She’s good at keeping quiet. Whether she’s as skilled at maneuvering through the compound once we arrive is another matter entirely.
“The space behind the manor is somewhat wooded,” I explain as we approach, “that’s why we’re moving around the edge of the grounds. Any other route, and they’ll spot us from a mile away. We’re only here to scope the place out tonight.”
“We aren’t rescuing Maggie?” she whispers, incredulous.
“If we go in blind, we’ll be killed within minutes,” I say. “I spent days, sometimes weeks learning the patterns of my targets and their guards when I carried out my work for the Bratva. I consider this a rush job.”
“And if they spot us?” she whispers back after a tense pause.
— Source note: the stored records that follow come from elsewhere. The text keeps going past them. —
// crates/bucketeer-mcp/src/contract.rs
// ============================================================================
// Module: MCP Tool Contracts
// Description: Canonical tool definitions and input schemas.
// Purpose: Advertise the tool surface to the protocol host.
// Dependencies: bucketeer-mcp-core, serde, serde_json
// ============================================================================

//! ## Overview
//! Each tool is advertised with a JSON Schema (draft 2020-12) describing its
//! arguments. The schemas mirror the request builders: every field the
//! builders read is declared here with its type, bounds, and enum labels.
//! Cross-field rules (index bounds, the non-empty update rule) cannot be
//! expressed in the schema and are enforced only by the builders.

// ============================================================================
// SECTION: Imports
// ============================================================================

use bucketeer_mcp_core::ToolName;
use bucketeer_mcp_core::VariationType;
use bucketeer_mcp_core::requests::DEFAULT_PAGE_SIZE;
use bucketeer_mcp_core::requests::MAX_PAGE_SIZE;
use bucketeer_mcp_core::requests::MIN_PAGE_SIZE;
use bucketeer_mcp_core::requests::MIN_VARIATIONS;
use bucketeer_mcp_core::requests::OrderBy;
use bucketeer_mcp_core::requests::OrderDirection;
use serde::Serialize;
use serde_json::Value;
use serde_json::json;

// ============================================================================
// SECTION: Types
// ============================================================================

/// Tool definition as listed by `tools/list`.
#[derive(Debug, Clone, PartialEq, Serialize)]
pub struct ToolDefinition {
    /// Canonical tool name.
    pub name: ToolName,
    /// Human-readable description.
    pub description: String,
    /// JSON Schema for the tool arguments.
    #[serde(rename = "inputSchema")]
    pub input_schema: Value,
}

// ============================================================================
// SECTION: Tool Definitions
// ============================================================================

/// Returns the tool definitions in canonical order.
#[must_use]
pub fn tool_definitions() -> Vec<ToolDefinition> {
    ToolName::all().iter().map(|name| tool_definition(*name)).collect()
}

/// Returns the definition for a single tool.
#[must_use]
pub fn tool_definition(name: ToolName) -> ToolDefinition {
    let (description, input_schema) = match name {
        ToolName::ListFeatureFlags => {
            ("List all feature flags in the specified environment", list_input_schema())
        }
        ToolName::CreateFeatureFlag => {
            ("Create a new feature flag in the specified environment", create_input_schema())
        }
        ToolName::GetFeatureFlag => ("Get a specific feature flag by ID", get_input_schema()),
        ToolName::UpdateFeatureFlag => ("Update an existing feature flag", update_input_schema()),
        ToolName::ArchiveFeatureFlag => {
            ("Archive a feature flag (make it inactive)", archive_input_schema())
        }
    };
    ToolDefinition {
        name,
        description: description.to_string(),
        input_schema,
    }
}

// ============================================================================
// SECTION: Input Schemas
// ============================================================================

/// Input schema for `listFeatureFlags`.
fn list_input_schema() -> Value {
    tool_input_schema(
        &json!({
            "environmentId": environment_schema(),
            "pageSize": {
                "type": "integer",
                "minimum": MIN_PAGE_SIZE,
                "maximum": MAX_PAGE_SIZE,
                "default": DEFAULT_PAGE_SIZE,
                "description": "Number of items per page (1-100)"
            },
            "cursor": schema_string("Pagination cursor for next page"),
            "tags": schema_string_list("Filter by tags"),
            "orderBy": schema_enum(&OrderBy::LABELS, "Field to order by"),
            "orderDirection": schema_enum(&OrderDirection::LABELS, "Order direction"),
            "searchKeyword": schema_string("Search keyword for feature name or ID"),
            "maintainer": schema_string("Filter by maintainer email"),
            "hasExperiment": schema_boolean("Filter by whether the flag is used in an experiment"),
            "archived": schema_boolean("Filter by archived status")
        }),
        &[],
    )
}

/// Input schema for `createFeatureFlag`.
fn create_input_schema() -> Value {
    let variation = object_schema(
        &json!({
            "value": schema_non_empty_string("The value returned when this variation is served"),
            "name": schema_non_empty_string("Name of the variation"),
            "description": schema_string("Description of the variation")
        }),
        &["value", "name"],
    );
    tool_input_schema(
        &json!({
            "id": {
                "type": "string",
                "minLength": 1,
                "pattern": "^[A-Za-z0-9_-]+$",
                "description": "Unique identifier for the feature flag (alphanumeric, hyphens, underscores)"
            },
            "name": schema_non_empty_string("Human-readable name for the feature flag"),
            "description": schema_string("Description of the feature flag"),
            "environmentId": environment_schema(),
            "variations": {
                "type": "array",
                "minItems": MIN_VARIATIONS,
                "items": variation,
                "description": "List of variations (at least 2 required)"
            },
            "tags": schema_string_list("Tags for the feature flag"),
            "defaultOnVariationIndex": schema_index("Index of the variation to serve when flag is on (0-based)"),
            "defaultOffVariationIndex": schema_index("Index of the variation to serve when flag is off (0-based)"),
            "variationType": schema_enum(VariationType::labels(), "Type of the variation values")
        }),
        &["id", "name", "variations", "defaultOnVariationIndex", "defaultOffVariationIndex"],
    )
}

/// Input schema for `getFeatureFlag`.
fn get_input_schema() -> Value {
    tool_input_schema(
        &json!({
            "id": schema_non_empty_string("The ID of the feature flag to retrieve"),
            "environmentId": environment_schema(),
            "featureVersion": schema_index("Specific version of the feature to retrieve")
        }),
        &["id"],
    )
}

/// Input schema for `updateFeatureFlag`.
fn update_input_schema() -> Value {
    let mut schema = tool_input_schema(
        &json!({
            "id": schema_non_empty_string("The ID of the feature flag to update"),
            "comment": schema_non_empty_string("Comment for the update (required for audit trail)"),
            "environmentId": environment_schema(),
            "name": schema_string("New name for the feature flag"),
            "description": schema_string("New description for the feature flag"),
            "tags": schema_string_list("New tags for the feature flag"),
            "enabled": schema_boolean("Enable or disable the feature flag"),
            "archived": schema_boolean("Archive or unarchive the feature flag")
        }),
        &["id", "comment"],
    );
    if let Value::Object(map) = &mut schema {
        let alternatives: Vec<Value> = ["name", "description", "tags", "enabled", "archived"]
            .iter()
            .map(|field| json!({ "required": [field] }))
            .collect();
        map.insert("anyOf".to_string(), Value::Array(alternatives));
    }
    schema
}

/// Input schema for `archiveFeatureFlag`.
fn archive_input_schema() -> Value {
    tool_input_schema(
        &json!({
            "id": schema_non_empty_string("The ID of the feature flag to archive"),
            "environmentId": environment_schema(),
            "comment": schema_non_empty_string("Comment for the archive action (required for audit trail)")
        }),
        &["id", "comment"],
    )
}

// ============================================================================
// SECTION: Schema Helpers
// ============================================================================

/// Builds a top-level tool input schema.
fn tool_input_schema(properties: &Value, required: &[&str]) -> Value {
    with_schema(object_schema(properties, required))
}

/// Builds a closed object schema.
fn object_schema(properties: &Value, required: &[&str]) -> Value {
    let required_values: Vec<Value> =
        required.iter().map(|value| Value::String((*value).to_string())).collect();
    json!({
        "type": "object",
        "required": required_values,
        "properties": properties,
        "additionalProperties": false
    })
}

/// Adds a `$schema` header to a top-level JSON schema.
fn with_schema(schema: Value) -> Value {
    let Value::Object(mut map) = schema else {
        return schema;
    };
    map.insert(
        String::from("$schema"),
        Value::String(String::from("https://json-schema.org/draft/2020-12/schema")),
    );
    Value::Object(map)
}

/// Optional environment override shared by every tool.
fn environment_schema() -> Value {
    schema_string("Environment ID (uses default if not provided)")
}

/// Plain string.
fn schema_string(description: &str) -> Value {
    json!({ "type": "string", "description": description })
}

/// String that must not be empty.
fn schema_non_empty_string(description: &str) -> Value {
    json!({ "type": "string", "minLength": 1, "description": description })
}

/// Boolean.
fn schema_boolean(description: &str) -> Value {
    json!({ "type": "boolean", "description": description })
}

/// Non-negative integer.
fn schema_index(description: &str) -> Value {
    json!({ "type": "integer", "minimum": 0, "description": description })
}

/// Array of strings.
fn schema_string_list(description: &str) -> Value {
    json!({ "type": "array", "items": { "type": "string" }, "description": description })
}

/// String restricted to `labels`.
fn schema_enum(labels: &[&str], description: &str) -> Value {
    json!({ "type": "string", "enum": labels, "description": description })
}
“Keep moving, don’t worry about me. If your legs can carry you as fast as I saw earlier, you won’t have trouble outmaneuvering them. Disappear into the city and take a cab to drive around for a while, then head to your old university dorm once you’re sure nobody is tailing you. I’ll wait for you there.”
“If we get caught,” she clarifies.
“If we get caught,” I affirm.
Once we’re up to the wooded area and moving up on the manor walls, Liv moves up ahead of me quickly and silently, making less sound than a fox sneaking around a guard dog. I watch her nimbly make her way a short distance up a tree nearby, squinting up at the walls of the villa while I crouch nearby. Her brow furrows, and she slithers back down to my side.
“No guards on the walls,” she reports, and I blink in surprise, looking up there myself to confirm her statement. I don’t have as good a view as she did, but it looks like she’s right. I nod for us to proceed, and we sneak up to the base of the walls, where the ivy wafts above us in the breeze, moonlight catching on their broad leaves, but not a sound of footsteps can be heard up on the walls, nor the chatter of men on guard duty beyond.
Frowning, Liv glances at a tree that sways just next to the walls, and before I can stop her, she starts shimmying up the branches as if she were born in the trees. I look on in no little wonder at her body.
Despite being so small and fragile, she’s remarkably nimble and dexterous, even for gymnastics students of her caliber. I give a smile, proud of her for being so quick to adapt her natural talents and hard-earned skill to a new environment so quickly. And as she moves, I admire her lithe legs all the way up to her ass, and I feel the lust for her I felt just a couple of hours ago back at our hideout. My mind starts to swim with the wrongness of it all — I slept with my student, a girl already in a new country and a desperate situation.
She put her life into my hands, and I made her mine.
And when she looks down and smiles at the look I’m giving her from below, I know we both crave more. For right or for wrong, there’s no going back, and there’s not an ounce of me that wants to. Hearing her sweet moans, seeing her body writhe against mine... it was the sweetest pleasure my life has ever known.
Then my heart nearly stops as I watch her push off the tree and catch herself on the edge of the wall, no fear in her eyes. She peeks up over the edge and looks around, but I hear no sounds of shouting, no gunshots, and no frenzy for Liv to scramble back down. Instead, she turns and hisses a whisper back down to me.
“Empty!”
I pause, staring up at her. “...empty?”
“Completely,” she says, “nobody on the walls or the courtyard, not even the balconies.”
My first thought is of ambush. But how could they anticipate our arrival, and what kind of ambush would entail all of them leaving the grounds like this? Something sits very sourly with me, and I gesture for Liv to get down.
She climbs her way back to the ground with ease, and we slip around the side of the building cautiously, peeking around each corner as if expecting a gunman behind each one, but there isn’t a sign of life to be found.
Finally, we reach the guard post at the front entrance, and my suspicion is confirmed — there’s nobody here. I draw my pistol, moving close to the booth, and I stand up over it and push the gun through the open window.
Nothing.
I look around at the courtyard and see only a lone squirrel bound away from us near a decorative tree. A fountain towards the center is turned off, and it’s deathly silent all around. We head in, keeping close to the walls and moving around the side of the building.
My eyes are on the windows, waiting for a curtain to move or for me to see a pair of eyes watching us or a rifle scope trained on us, but there’s simply nothing. Something starts to nag at me, and I start to take out my phone to call Felix when I catch Liv out of the corner of my eye, climbing up the side of the wall towards one of the balconies.